■ **WHAT THIS TASK INVOLVES**
Return all lines below containing the word "Always".

====== SUPPLIED RECORDS ======

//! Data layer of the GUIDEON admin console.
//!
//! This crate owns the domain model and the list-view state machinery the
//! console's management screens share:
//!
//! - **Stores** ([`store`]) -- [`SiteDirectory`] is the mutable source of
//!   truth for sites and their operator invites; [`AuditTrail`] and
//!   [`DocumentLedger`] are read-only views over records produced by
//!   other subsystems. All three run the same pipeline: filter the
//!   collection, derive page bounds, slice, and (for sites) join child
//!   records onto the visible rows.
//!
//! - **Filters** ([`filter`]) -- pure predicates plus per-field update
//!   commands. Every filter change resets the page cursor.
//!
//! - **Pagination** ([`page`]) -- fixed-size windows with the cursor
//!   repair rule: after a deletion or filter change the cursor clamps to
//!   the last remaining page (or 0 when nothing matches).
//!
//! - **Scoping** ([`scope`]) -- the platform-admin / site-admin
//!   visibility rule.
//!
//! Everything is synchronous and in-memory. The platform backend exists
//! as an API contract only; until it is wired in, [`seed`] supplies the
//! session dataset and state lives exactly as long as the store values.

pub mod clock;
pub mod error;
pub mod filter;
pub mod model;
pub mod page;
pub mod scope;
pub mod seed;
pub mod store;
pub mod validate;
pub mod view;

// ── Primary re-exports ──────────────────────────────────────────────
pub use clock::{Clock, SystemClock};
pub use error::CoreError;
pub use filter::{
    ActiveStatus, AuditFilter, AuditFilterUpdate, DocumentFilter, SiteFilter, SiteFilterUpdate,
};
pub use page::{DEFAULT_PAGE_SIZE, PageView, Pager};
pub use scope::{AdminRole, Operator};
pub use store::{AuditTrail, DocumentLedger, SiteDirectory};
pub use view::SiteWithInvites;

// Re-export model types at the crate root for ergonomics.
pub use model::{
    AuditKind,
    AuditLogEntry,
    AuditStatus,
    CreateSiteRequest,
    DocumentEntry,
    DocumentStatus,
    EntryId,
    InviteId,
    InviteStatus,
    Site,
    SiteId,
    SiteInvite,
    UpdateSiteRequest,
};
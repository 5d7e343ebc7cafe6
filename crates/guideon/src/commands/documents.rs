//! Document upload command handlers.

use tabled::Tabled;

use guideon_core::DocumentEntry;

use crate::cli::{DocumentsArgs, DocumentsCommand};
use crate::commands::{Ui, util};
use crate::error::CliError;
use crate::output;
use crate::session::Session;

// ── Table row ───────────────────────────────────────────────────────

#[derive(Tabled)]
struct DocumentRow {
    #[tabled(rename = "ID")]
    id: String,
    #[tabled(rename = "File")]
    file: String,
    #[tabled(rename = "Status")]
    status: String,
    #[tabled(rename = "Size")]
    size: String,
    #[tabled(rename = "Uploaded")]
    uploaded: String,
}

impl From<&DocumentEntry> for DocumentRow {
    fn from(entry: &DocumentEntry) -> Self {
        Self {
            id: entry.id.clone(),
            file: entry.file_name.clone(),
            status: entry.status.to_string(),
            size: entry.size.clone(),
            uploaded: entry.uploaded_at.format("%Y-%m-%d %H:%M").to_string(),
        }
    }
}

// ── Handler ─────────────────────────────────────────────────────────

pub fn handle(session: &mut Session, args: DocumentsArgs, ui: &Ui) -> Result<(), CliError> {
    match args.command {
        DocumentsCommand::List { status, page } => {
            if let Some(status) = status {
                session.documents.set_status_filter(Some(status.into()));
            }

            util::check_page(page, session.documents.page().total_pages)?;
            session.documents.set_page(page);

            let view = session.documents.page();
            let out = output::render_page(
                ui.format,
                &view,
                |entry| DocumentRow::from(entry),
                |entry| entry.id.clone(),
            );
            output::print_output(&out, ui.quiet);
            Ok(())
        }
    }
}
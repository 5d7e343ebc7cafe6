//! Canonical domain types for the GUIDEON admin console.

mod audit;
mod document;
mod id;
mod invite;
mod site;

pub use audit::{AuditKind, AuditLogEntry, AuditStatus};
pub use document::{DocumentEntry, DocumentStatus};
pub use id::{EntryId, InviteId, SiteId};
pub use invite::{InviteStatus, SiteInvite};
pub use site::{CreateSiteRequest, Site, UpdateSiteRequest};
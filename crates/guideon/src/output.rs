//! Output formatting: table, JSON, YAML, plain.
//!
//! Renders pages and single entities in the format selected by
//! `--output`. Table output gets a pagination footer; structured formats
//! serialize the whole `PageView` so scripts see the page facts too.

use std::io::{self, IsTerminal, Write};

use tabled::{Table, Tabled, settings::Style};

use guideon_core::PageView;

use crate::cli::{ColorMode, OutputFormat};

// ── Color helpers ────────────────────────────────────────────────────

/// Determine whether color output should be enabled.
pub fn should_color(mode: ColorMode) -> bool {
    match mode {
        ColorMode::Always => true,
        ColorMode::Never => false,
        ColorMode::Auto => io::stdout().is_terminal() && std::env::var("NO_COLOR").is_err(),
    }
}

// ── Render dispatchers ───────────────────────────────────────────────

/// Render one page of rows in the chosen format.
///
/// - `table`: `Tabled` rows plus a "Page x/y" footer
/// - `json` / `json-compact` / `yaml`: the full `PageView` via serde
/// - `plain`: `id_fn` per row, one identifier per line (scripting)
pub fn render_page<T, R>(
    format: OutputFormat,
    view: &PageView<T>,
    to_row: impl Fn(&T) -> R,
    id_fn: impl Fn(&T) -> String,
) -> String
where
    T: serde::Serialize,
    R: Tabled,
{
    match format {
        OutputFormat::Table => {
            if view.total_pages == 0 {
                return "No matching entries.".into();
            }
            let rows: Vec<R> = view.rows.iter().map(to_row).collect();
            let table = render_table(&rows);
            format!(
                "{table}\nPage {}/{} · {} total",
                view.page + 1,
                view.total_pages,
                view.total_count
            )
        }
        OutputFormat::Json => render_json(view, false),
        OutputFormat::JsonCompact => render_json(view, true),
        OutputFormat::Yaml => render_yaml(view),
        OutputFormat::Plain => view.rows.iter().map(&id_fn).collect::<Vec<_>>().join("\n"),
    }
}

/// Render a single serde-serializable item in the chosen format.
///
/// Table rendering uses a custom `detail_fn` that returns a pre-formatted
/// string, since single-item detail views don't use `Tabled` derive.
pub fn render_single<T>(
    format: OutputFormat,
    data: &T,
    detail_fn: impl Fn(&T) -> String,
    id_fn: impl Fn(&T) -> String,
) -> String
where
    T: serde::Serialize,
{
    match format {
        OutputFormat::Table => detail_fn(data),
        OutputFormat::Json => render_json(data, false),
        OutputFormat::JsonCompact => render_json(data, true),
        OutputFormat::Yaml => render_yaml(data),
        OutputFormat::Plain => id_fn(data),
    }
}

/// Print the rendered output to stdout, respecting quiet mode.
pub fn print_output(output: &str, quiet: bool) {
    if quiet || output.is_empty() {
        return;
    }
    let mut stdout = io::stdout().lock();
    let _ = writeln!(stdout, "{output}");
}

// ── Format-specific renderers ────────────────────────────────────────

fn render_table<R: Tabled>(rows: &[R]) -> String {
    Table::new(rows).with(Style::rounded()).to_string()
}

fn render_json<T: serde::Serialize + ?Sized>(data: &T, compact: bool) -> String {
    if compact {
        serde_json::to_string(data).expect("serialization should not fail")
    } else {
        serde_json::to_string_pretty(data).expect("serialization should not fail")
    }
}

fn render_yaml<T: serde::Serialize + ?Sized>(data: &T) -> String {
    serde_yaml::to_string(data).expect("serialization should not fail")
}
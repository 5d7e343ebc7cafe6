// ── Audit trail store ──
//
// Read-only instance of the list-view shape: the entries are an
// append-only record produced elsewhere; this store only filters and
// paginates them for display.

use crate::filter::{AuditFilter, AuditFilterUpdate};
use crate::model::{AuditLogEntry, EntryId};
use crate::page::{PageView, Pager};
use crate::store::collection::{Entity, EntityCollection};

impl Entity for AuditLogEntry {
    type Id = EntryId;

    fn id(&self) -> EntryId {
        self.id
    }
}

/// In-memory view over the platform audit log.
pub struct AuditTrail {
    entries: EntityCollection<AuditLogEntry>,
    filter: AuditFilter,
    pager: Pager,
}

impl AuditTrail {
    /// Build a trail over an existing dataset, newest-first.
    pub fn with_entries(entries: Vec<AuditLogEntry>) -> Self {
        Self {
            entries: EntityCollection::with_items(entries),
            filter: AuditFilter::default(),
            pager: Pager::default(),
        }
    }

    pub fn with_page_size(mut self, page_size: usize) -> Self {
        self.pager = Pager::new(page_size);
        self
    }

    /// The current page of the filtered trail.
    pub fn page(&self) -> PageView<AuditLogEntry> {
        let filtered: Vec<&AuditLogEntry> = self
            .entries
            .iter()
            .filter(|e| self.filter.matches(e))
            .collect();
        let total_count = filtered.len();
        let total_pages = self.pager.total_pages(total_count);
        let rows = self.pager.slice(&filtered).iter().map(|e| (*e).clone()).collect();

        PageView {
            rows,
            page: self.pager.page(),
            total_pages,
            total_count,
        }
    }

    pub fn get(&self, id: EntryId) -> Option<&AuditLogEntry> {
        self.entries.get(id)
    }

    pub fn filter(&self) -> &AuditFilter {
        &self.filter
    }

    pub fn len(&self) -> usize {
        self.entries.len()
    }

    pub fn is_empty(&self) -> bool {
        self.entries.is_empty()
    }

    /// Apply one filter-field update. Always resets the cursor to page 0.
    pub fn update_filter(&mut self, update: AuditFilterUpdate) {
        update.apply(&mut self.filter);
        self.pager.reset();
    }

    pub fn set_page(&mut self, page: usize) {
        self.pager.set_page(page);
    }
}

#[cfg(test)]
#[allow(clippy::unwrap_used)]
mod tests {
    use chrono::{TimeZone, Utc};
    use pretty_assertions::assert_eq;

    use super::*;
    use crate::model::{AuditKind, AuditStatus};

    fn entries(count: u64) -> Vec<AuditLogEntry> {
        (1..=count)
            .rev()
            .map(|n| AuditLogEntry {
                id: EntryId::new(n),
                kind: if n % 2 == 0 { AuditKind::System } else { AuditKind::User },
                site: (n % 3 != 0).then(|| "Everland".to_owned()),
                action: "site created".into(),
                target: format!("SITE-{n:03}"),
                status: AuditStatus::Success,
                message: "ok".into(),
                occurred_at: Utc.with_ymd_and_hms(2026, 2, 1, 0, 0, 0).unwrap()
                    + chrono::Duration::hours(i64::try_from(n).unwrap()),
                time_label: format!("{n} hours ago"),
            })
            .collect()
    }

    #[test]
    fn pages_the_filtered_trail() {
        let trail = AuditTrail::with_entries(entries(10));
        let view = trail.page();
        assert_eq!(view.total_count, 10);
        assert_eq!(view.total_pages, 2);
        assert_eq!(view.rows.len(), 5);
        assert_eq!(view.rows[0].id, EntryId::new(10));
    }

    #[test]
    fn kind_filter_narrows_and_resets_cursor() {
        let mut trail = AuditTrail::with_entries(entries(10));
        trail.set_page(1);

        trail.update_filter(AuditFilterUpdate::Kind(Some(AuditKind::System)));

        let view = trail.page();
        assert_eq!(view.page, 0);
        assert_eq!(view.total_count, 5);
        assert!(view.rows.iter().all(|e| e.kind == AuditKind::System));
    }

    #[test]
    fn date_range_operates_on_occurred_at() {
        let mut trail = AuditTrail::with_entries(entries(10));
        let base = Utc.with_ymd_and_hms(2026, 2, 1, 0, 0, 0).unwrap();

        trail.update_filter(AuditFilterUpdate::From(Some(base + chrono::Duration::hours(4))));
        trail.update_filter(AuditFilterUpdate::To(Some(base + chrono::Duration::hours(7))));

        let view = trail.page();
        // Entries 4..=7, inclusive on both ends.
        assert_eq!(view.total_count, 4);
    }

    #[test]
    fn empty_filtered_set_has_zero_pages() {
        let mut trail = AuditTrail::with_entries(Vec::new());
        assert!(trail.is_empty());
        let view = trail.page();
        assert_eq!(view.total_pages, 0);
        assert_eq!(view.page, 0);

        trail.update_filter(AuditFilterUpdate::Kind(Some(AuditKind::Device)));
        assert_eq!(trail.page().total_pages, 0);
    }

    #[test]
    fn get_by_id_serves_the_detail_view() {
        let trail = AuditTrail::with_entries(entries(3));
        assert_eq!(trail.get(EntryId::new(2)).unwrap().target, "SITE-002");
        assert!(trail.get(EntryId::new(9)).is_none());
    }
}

======

■ **SOLUTION**
        ColorMode::Always => true,
    /// Apply one filter-field update. Always resets the cursor to page 0.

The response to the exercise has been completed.